## WORK TASK:
Reproduce the first line of the material below and each line after it, exactly, through the line containing "pub fn parse(s: &str)", and give nothing more.

## EXERCISE INPUT:
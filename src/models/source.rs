use serde::{Deserialize, Serialize};

#[derive(Debug, Clone, Copy, PartialEq, Eq, Hash, Serialize, Deserialize)]
#[serde(rename_all = "snake_case")]
pub enum SourceType {
    Rss,
    NewsApi,
    GovFeed,
    CrisisFeed,
    NgoFeed,
    SocialPublic,
}

impl SourceType {
    pub const ALL: [SourceType; 6] = [
        SourceType::Rss,
        SourceType::NewsApi,
        SourceType::GovFeed,
        SourceType::CrisisFeed,
        SourceType::NgoFeed,
        SourceType::SocialPublic,
    ];

    pub fn as_str(&self) -> &'static str {
        match self {
            SourceType::Rss => "rss",
            SourceType::NewsApi => "news_api",
            SourceType::GovFeed => "gov_feed",
            SourceType::CrisisFeed => "crisis_feed",
            SourceType::NgoFeed => "ngo_feed",
            SourceType::SocialPublic => "social_public",
        }
    }

    pub fn parse(s: &str) -> Option<SourceType> {
        SourceType::ALL.iter().copied().find(|t| t.as_str() == s)
    }
}

/// A global ingest source. Created by operators, owned by the store.
#[derive(Debug, Clone, Serialize, Deserialize)]
pub struct Source {
    pub id: String,
    pub url: String,
    pub name: String,
    pub source_type: SourceType,
    pub is_active: bool,
    /// Operator-assigned trust in [0,1]; feeds the confidence score.
    pub trust: f64,
    pub fetch_interval_mins: i64,
    pub last_fetched_at: Option<String>,
    pub last_error: Option<String>,
    /// URLs of entries that exhausted store-write retries.
    pub dead_letter: Vec<String>,
    pub created_at: String,
}

#[derive(Debug, Deserialize)]
pub struct CreateSourceRequest {
    pub url: String,
    pub name: String,
    pub source_type: SourceType,
    #[serde(default = "default_true")]
    pub is_active: bool,
    #[serde(default = "default_trust")]
    pub trust: f64,
    #[serde(default = "default_fetch_interval")]
    pub fetch_interval_mins: i64,
}

#[derive(Debug, Deserialize)]
pub struct UpdateSourceRequest {
    pub url: String,
    pub name: String,
    pub source_type: SourceType,
    pub is_active: bool,
    #[serde(default = "default_trust")]
    pub trust: f64,
    #[serde(default = "default_fetch_interval")]
    pub fetch_interval_mins: i64,
}

fn default_true() -> bool {
    true
}

fn default_trust() -> f64 {
    0.5
}

fn default_fetch_interval() -> i64 {
    30
}
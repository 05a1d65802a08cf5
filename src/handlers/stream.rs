use axum::{
    extract::{
        State,
        ws::{Message, WebSocket, WebSocketUpgrade},
    },
    response::IntoResponse,
};
use futures_util::{SinkExt, StreamExt};

use crate::AppState;
use crate::auth::AuthContext;
use crate::realtime::{ClientMessage, PROTOCOL_VERSION};

/// Realtime stream endpoint. The connection is registered with the broker
/// for the caller's org; filters arrive via `subscribe` frames.
pub async fn stream(
    ws: WebSocketUpgrade,
    State(state): State<AppState>,
    ctx: AuthContext,
) -> impl IntoResponse {
    ws.on_upgrade(move |socket| handle_socket(socket, state, ctx))
}

async fn handle_socket(socket: WebSocket, state: AppState, ctx: AuthContext) {
    let (client_id, mut frames) = state.broker.register(&ctx.org_id);
    let (mut sink, mut source) = socket.split();

    let mut send_task = tokio::spawn(async move {
        while let Some(frame) = frames.recv().await {
            if sink.send(Message::Text(frame.into())).await.is_err() {
                break;
            }
        }
    });

    let broker = state.broker.clone();
    let recv_client_id = client_id.clone();
    let mut recv_task = tokio::spawn(async move {
        while let Some(Ok(message)) = source.next().await {
            match message {
                Message::Text(text) => {
                    broker.touch(&recv_client_id);
                    match serde_json::from_str::<ClientMessage>(&text) {
                        Ok(ClientMessage::Subscribe { protocol, filter }) => {
                            if protocol != PROTOCOL_VERSION {
                                tracing::warn!(
                                    "client {recv_client_id} subscribed with protocol {protocol}"
                                );
                            }
                            broker.subscribe(&recv_client_id, filter);
                        }
                        Ok(ClientMessage::Unsubscribe) => broker.unsubscribe(&recv_client_id),
                        Ok(ClientMessage::Ping) => {}
                        Err(e) => {
                            tracing::debug!("client {recv_client_id} sent bad frame: {e}");
                        }
                    }
                }
                Message::Pong(_) => broker.touch(&recv_client_id),
                Message::Close(_) => break,
                _ => {}
            }
        }
    });

    // Either side ending tears the whole connection down; in-flight frames
    // are dropped with it.
    tokio::select! {
        _ = &mut send_task => recv_task.abort(),
        _ = &mut recv_task => send_task.abort(),
    }
    state.broker.unregister(&client_id);
}
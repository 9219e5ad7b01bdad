//! gridseg-segment - Object identification for dense scalar grids
//!
//! This crate provides the segmentation engines of the gridseg
//! workspace:
//!
//! - **Segmenter contract** - [`Segmenter`] / [`LabelResult`]: every
//!   strategy produces a background-0 grid of contiguous region ids
//! - **Baselines** - [`ThresholdSegmenter`] (single cut) and
//!   [`HysteresisSegmenter`] (dual-threshold growth)
//! - **Enhanced watershed** - [`EnhancedWatershedSegmenter`]: quantized,
//!   seed-driven region growing with a tunable merge tolerance,
//!   minimum object size, and peak-separation heuristic
//! - **Region properties** - [`RegionProperty`] streaming statistics,
//!   [`Ellipse`] fits, and size-based pruning
//!
//! # Examples
//!
//! ```
//! use gridseg_core::ScalarGrid;
//! use gridseg_segment::{Segmenter, ThresholdSegmenter};
//!
//! let data = ScalarGrid::from_rows(
//!     vec![vec![0, 9, 9], vec![0, 0, 0], vec![7, 0, 0]],
//!     -1,
//! ).unwrap();
//! let result = ThresholdSegmenter::new(5).label(&data);
//! assert_eq!(result.max_label, 2);
//! ```

pub mod error;
pub mod grow;
pub mod hysteresis;
pub mod property;
pub mod segmenter;
pub mod threshold;
pub mod watershed;

// Re-export core types
pub use gridseg_core;

// Re-export error types
pub use error::{SegmentError, SegmentResult};

// Re-export the segmenter contract
pub use segmenter::{LabelResult, Segmenter};

// Re-export the engines
pub use hysteresis::HysteresisSegmenter;
pub use threshold::ThresholdSegmenter;
pub use watershed::EnhancedWatershedSegmenter;

// Re-export region analysis
pub use grow::grow_region;
pub use property::{Ellipse, RegionProperty, prune, prune_by_size, region_pixels};
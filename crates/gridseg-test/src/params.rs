//! Regression test parameters and operations

use gridseg_core::ScalarGrid;

/// Regression test state
///
/// Tracks the test name, current comparison index, and overall success
/// status. Each comparison increments the index so a failure message
/// pinpoints which step of the suite went wrong.
pub struct RegParams {
    /// Name of the test (e.g., "watershed")
    pub test_name: String,
    /// Current test index (incremented before each comparison)
    index: usize,
    /// Overall success status
    success: bool,
    /// Recorded failures
    failures: Vec<String>,
}

impl RegParams {
    /// Create new regression test parameters
    pub fn new(test_name: &str) -> Self {
        eprintln!();
        eprintln!("////////////////////////////////////////////////");
        eprintln!("////////////////   {}_reg   ///////////////", test_name);
        eprintln!("////////////////////////////////////////////////");

        Self {
            test_name: test_name.to_string(),
            index: 0,
            success: true,
            failures: Vec::new(),
        }
    }

    /// Get the current test index
    pub fn index(&self) -> usize {
        self.index
    }

    /// Compare two floating-point values
    ///
    /// Returns `true` if the values match within `delta`.
    pub fn compare_values(&mut self, expected: f64, actual: f64, delta: f64) -> bool {
        self.index += 1;
        let diff = (expected - actual).abs();

        if diff > delta {
            let msg = format!(
                "Failure in {}_reg: value comparison for index {}\n\
                 difference = {} but allowed delta = {}\n\
                 expected = {}, actual = {}",
                self.test_name, self.index, diff, delta, expected, actual
            );
            eprintln!("{}", msg);
            self.failures.push(msg);
            self.success = false;
            false
        } else {
            true
        }
    }

    /// Record a named boolean check
    pub fn check(&mut self, what: &str, ok: bool) -> bool {
        self.index += 1;
        if !ok {
            let msg = format!(
                "Failure in {}_reg: check '{}' for index {}",
                self.test_name, what, self.index
            );
            eprintln!("{}", msg);
            self.failures.push(msg);
            self.success = false;
        }
        ok
    }

    /// Compare two grids for exact equality (shape and every cell)
    pub fn compare_grids(&mut self, grid1: &ScalarGrid, grid2: &ScalarGrid) -> bool {
        self.index += 1;

        if !grid1.same_shape(grid2) {
            let msg = format!(
                "Failure in {}_reg: grid comparison for index {} - shape mismatch \
                 ({}x{} vs {}x{})",
                self.test_name,
                self.index,
                grid1.rows(),
                grid1.cols(),
                grid2.rows(),
                grid2.cols()
            );
            eprintln!("{}", msg);
            self.failures.push(msg);
            self.success = false;
            return false;
        }

        for i in 0..grid1.rows() {
            for j in 0..grid1.cols() {
                if grid1.at(i, j) != grid2.at(i, j) {
                    let msg = format!(
                        "Failure in {}_reg: grid comparison for index {} - cell mismatch \
                         at ({}, {}): {} vs {}",
                        self.test_name,
                        self.index,
                        i,
                        j,
                        grid1.at(i, j),
                        grid2.at(i, j)
                    );
                    eprintln!("{}", msg);
                    self.failures.push(msg);
                    self.success = false;
                    return false;
                }
            }
        }

        true
    }

    /// Clean up and report results
    ///
    /// Returns `true` if all comparisons passed.
    pub fn cleanup(self) -> bool {
        if self.success {
            eprintln!("SUCCESS: {}_reg", self.test_name);
        } else {
            eprintln!("FAILURE: {}_reg", self.test_name);
            for failure in &self.failures {
                eprintln!("  {}", failure);
            }
        }
        eprintln!();

        self.success
    }

    /// Check if all comparisons have passed so far
    pub fn is_success(&self) -> bool {
        self.success
    }

    /// Get list of failures
    pub fn failures(&self) -> &[String] {
        &self.failures
    }
}

#[cfg(test)]
mod tests {
    use super::*;

    #[test]
    fn test_compare_values_success() {
        let mut rp = RegParams::new("test");
        assert!(rp.compare_values(100.0, 100.0, 0.0));
        assert!(rp.is_success());
    }

    #[test]
    fn test_compare_values_within_delta() {
        let mut rp = RegParams::new("test");
        assert!(rp.compare_values(100.0, 100.5, 1.0));
        assert!(rp.is_success());
    }

    #[test]
    fn test_compare_values_failure() {
        let mut rp = RegParams::new("test");
        assert!(!rp.compare_values(100.0, 200.0, 0.0));
        assert!(!rp.is_success());
        assert_eq!(rp.failures().len(), 1);
    }

    #[test]
    fn test_compare_grids() {
        let mut rp = RegParams::new("test");
        let a = ScalarGrid::new(2, 2, 1, -1).unwrap();
        let mut b = a.clone();
        assert!(rp.compare_grids(&a, &b));
        b.set(0, 0, 2).unwrap();
        assert!(!rp.compare_grids(&a, &b));
        assert!(!rp.is_success());
    }
}
//! Streaming scalar statistics
//!
//! [`ScalarStat`] accumulates mean, variance, and extrema of a stream of
//! samples without retaining the samples themselves. Region-property
//! computation feeds one of these per statistic per region, so the memory
//! cost is independent of region size.

/// Online mean/variance accumulator.
///
/// Variance is the population variance `E[x²] − mean²`; with the sample
/// counts involved in region statistics the bias correction is not worth
/// the divide.
#[derive(Debug, Clone, Copy, Default)]
pub struct ScalarStat {
    sum: f64,
    sum_sq: f64,
    count: u64,
    min: f64,
    max: f64,
}

impl ScalarStat {
    /// New empty accumulator.
    pub fn new() -> Self {
        Self::default()
    }

    /// Add one sample.
    pub fn update(&mut self, x: f64) {
        self.update_weighted(x, 1);
    }

    /// Add one sample with an integer relative weight.
    pub fn update_weighted(&mut self, x: f64, weight: u64) {
        self.sum += x * weight as f64;
        self.sum_sq += x * x * weight as f64;
        if self.count == 0 {
            self.min = x;
            self.max = x;
        } else {
            self.min = self.min.min(x);
            self.max = self.max.max(x);
        }
        self.count += weight;
    }

    /// Merge another accumulator into this one.
    pub fn merge(&mut self, other: &ScalarStat) {
        if other.count == 0 {
            return;
        }
        if self.count == 0 {
            self.min = other.min;
            self.max = other.max;
        } else {
            self.min = self.min.min(other.min);
            self.max = self.max.max(other.max);
        }
        self.sum += other.sum;
        self.sum_sq += other.sum_sq;
        self.count += other.count;
    }

    /// Number of samples seen.
    pub fn count(&self) -> u64 {
        self.count
    }

    /// Mean of the samples; 0 when empty.
    pub fn mean(&self) -> f64 {
        if self.count == 0 {
            0.0
        } else {
            self.sum / self.count as f64
        }
    }

    /// Population variance; clamped at 0 against rounding.
    pub fn variance(&self) -> f64 {
        if self.count == 0 {
            return 0.0;
        }
        let mean = self.mean();
        let var = self.sum_sq / self.count as f64 - mean * mean;
        var.max(0.0)
    }

    /// Standard deviation.
    pub fn std_deviation(&self) -> f64 {
        self.variance().sqrt()
    }

    /// Smallest sample; 0 when empty.
    pub fn min(&self) -> f64 {
        self.min
    }

    /// Largest sample; 0 when empty.
    pub fn max(&self) -> f64 {
        self.max
    }
}

#[cfg(test)]
mod tests {
    use super::*;

    #[test]
    fn test_empty() {
        let s = ScalarStat::new();
        assert_eq!(s.count(), 0);
        assert_eq!(s.mean(), 0.0);
        assert_eq!(s.variance(), 0.0);
    }

    #[test]
    fn test_mean_variance() {
        let mut s = ScalarStat::new();
        for x in [2.0, 4.0, 4.0, 4.0, 5.0, 5.0, 7.0, 9.0] {
            s.update(x);
        }
        assert_eq!(s.count(), 8);
        assert!((s.mean() - 5.0).abs() < 1e-12);
        assert!((s.variance() - 4.0).abs() < 1e-12);
        assert!((s.std_deviation() - 2.0).abs() < 1e-12);
        assert_eq!(s.min(), 2.0);
        assert_eq!(s.max(), 9.0);
    }

    #[test]
    fn test_weighted_matches_repeated() {
        let mut a = ScalarStat::new();
        a.update_weighted(3.0, 4);
        let mut b = ScalarStat::new();
        for _ in 0..4 {
            b.update(3.0);
        }
        assert_eq!(a.count(), b.count());
        assert_eq!(a.mean(), b.mean());
        assert_eq!(a.variance(), b.variance());
    }

    #[test]
    fn test_merge() {
        let mut a = ScalarStat::new();
        a.update(1.0);
        a.update(3.0);
        let mut b = ScalarStat::new();
        b.update(5.0);
        a.merge(&b);
        assert_eq!(a.count(), 3);
        assert!((a.mean() - 3.0).abs() < 1e-12);
        assert_eq!(a.max(), 5.0);
    }
}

## SOLUTION TO THIS TASK:
filename src/models/source.rs
use serde::{Deserialize, Serialize};

#[derive(Debug, Clone, Copy, PartialEq, Eq, Hash, Serialize, Deserialize)]
#[serde(rename_all = "snake_case")]
pub enum SourceType {
    Rss,
    NewsApi,
    GovFeed,
    CrisisFeed,
    NgoFeed,
    SocialPublic,
}

impl SourceType {
    pub const ALL: [SourceType; 6] = [
        SourceType::Rss,
        SourceType::NewsApi,
        SourceType::GovFeed,
        SourceType::CrisisFeed,
        SourceType::NgoFeed,
        SourceType::SocialPublic,
    ];

    pub fn as_str(&self) -> &'static str {
        match self {
            SourceType::Rss => "rss",
            SourceType::NewsApi => "news_api",
            SourceType::GovFeed => "gov_feed",
            SourceType::CrisisFeed => "crisis_feed",
            SourceType::NgoFeed => "ngo_feed",
            SourceType::SocialPublic => "social_public",
        }
    }

    pub fn parse(s: &str) -> Option<SourceType> {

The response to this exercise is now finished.